Albert Einstein World Award of Science 1995
Field of Research: Brain Research
Date: 16 December 1995
Place of Ceremony: Palacio de Bellas Artes
Host Institution: INBA, CONACULTA, Palacio de las Bellas Artes
Host Country: México City, México
Mexico, D.F., Mexico, December 1995. The World Cultural Council presented the 1995 Albert Einstein World Award of Science to Prof. Herbert H. Jasper, Professor Emeritus of the University of Montreal, Canada. The Awarding Ceremony took place at the Palace of Fine Arts in México City.
Prof. Jasper was selected as the recipient of the Award in recognition to his more than 50 years of valuable and pioneering research in the field of neuroscience. His entire research career has been characterized by a succession of innovative discoveries which have served to start unveiling the mysteries of the brain. He is rightfully recognized as one of the founder of modern neuroscience. Through his pioneering studies on the electrophysiology of the brain, he has established the modern basis of electroencephalography. With the collaboration of Wilder Penfield he has contributed to the understanding of the specificity of normal cortical functions in the control of the motricity. He also discovered the effects of the lack of hemispheric dominance of the brain in the coordination of bilateral movements.

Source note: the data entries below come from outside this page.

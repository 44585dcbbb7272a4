/// One-shot flash messages
///
/// Messages survive exactly one redirect: they are written to the `_flash`
/// cookie as base64url-encoded JSON and cleared by the page that shows them.
use actix_web::cookie::{time::Duration as CookieDuration, Cookie, SameSite};
use actix_web::http::header;
use actix_web::{HttpRequest, HttpResponse, HttpResponseBuilder};
use base64::engine::general_purpose::URL_SAFE_NO_PAD;
use base64::Engine as _;
use serde::{Deserialize, Serialize};

pub const FLASH_COOKIE_NAME: &str = "_flash";

#[derive(Debug, Clone, PartialEq, Eq, Serialize, Deserialize)]
#[serde(rename_all = "lowercase")]
pub enum FlashKind {
    Info,
    Success,
    Error,
}

#[derive(Debug, Clone, PartialEq, Eq, Serialize, Deserialize)]
pub struct FlashMessage {
    pub kind: FlashKind,
    pub message: String,
}

impl FlashMessage {
    pub fn info(message: impl Into<String>) -> Self {
        Self {
            kind: FlashKind::Info,
            message: message.into(),
        }
    }

    pub fn success(message: impl Into<String>) -> Self {
        Self {
            kind: FlashKind::Success,
            message: message.into(),
        }
    }

    pub fn error(message: impl Into<String>) -> Self {
        Self {
            kind: FlashKind::Error,
            message: message.into(),
        }
    }
}

fn encode(messages: &[FlashMessage]) -> Option<String> {
    serde_json::to_vec(messages)
        .ok()
        .map(|json| URL_SAFE_NO_PAD.encode(json))
}

fn decode(value: &str) -> Vec<FlashMessage> {
    URL_SAFE_NO_PAD
        .decode(value)
        .ok()
        .and_then(|bytes| serde_json::from_slice(&bytes).ok())
        .unwrap_or_default()
}

/// Messages waiting on this request (does not clear them)
pub fn peek(req: &HttpRequest) -> Vec<FlashMessage> {
    req.cookie(FLASH_COOKIE_NAME)
        .map(|cookie| decode(cookie.value()))
        .unwrap_or_default()
}

/// Cookie that deletes the flash cookie in the browser
pub fn removal_cookie() -> Cookie<'static> {
    let mut cookie = Cookie::new(FLASH_COOKIE_NAME, "");
    cookie.set_path("/");
    cookie.make_removal();
    cookie
}

fn flash_cookie(messages: &[FlashMessage]) -> Option<Cookie<'static>> {
    let value = encode(messages)?;
    let mut cookie = Cookie::new(FLASH_COOKIE_NAME, value);
    cookie.set_path("/");
    cookie.set_http_only(true);
    cookie.set_same_site(SameSite::Lax);
    cookie.set_max_age(CookieDuration::minutes(5));
    Some(cookie)
}

/// 303 See Other to `location`
pub fn redirect(location: &str) -> HttpResponse {
    see_other(location).finish()
}

/// 303 See Other to `location`, queueing `message` for the next page.
/// Messages already pending on `req` are kept.
pub fn redirect_with_flash(req: &HttpRequest, location: &str, message: FlashMessage) -> HttpResponse {
    let mut messages = peek(req);
    messages.push(message);
    redirect_with_messages(location, &messages)
}

/// 303 See Other to `location` with exactly `messages` queued
pub fn redirect_with_messages(location: &str, messages: &[FlashMessage]) -> HttpResponse {
    let mut builder = see_other(location);
    if let Some(cookie) = flash_cookie(messages) {
        builder.cookie(cookie);
    }
    builder.finish()
}

fn see_other(location: &str) -> HttpResponseBuilder {
    let mut builder = HttpResponse::SeeOther();
    builder.insert_header((header::LOCATION, location.to_string()));
    builder
}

Prof. Jasper belongs to the first ones to devise techniques to study the role of newly discovered brain neurotransmitter in the modulation of motor function. He discovered with Allan Elliott the importance of amino acids as the principle excitatory and inhibitory chemical transmitters in the brain.
Prof. Jasper was born in La Grande, Oregon, USA, in 1906. He is a Canadian citizen since 1943. He received his M.A. in 1929 from the University of Oregon, his Ph.D. (Psychology) from the University of Iowa in 1931, and a postdoctoral degree at the University of Paris in 1933. From 1946 to 1964 served as Professor of Experimental Neurology at the Montreal Neurological Institute, McGill University, and from} 1965 to 1976 as Professor of Neurophysiology, Université de Montréal. A member of the American Academy of Neurology and the American Association for the Advancement of Science, also member of the Canadian Neurological Society and the Royal Society of Medicine, he has actively participated on numerous conferences and seminars worldwide and has managed to be a powerful promoter in the organization of various international and national societies of neurosciences which have served to make this field of research one of the most popular in modern time.
His professional life is plenty of success and accomplishments, he has wrote more than 350 scientific publications and during his lifetime he has received numerous awards and honours among them the Order of Canada, Ralph Gerard Prize, Karl Lashley Prize and McLaughlin Medal and Prize.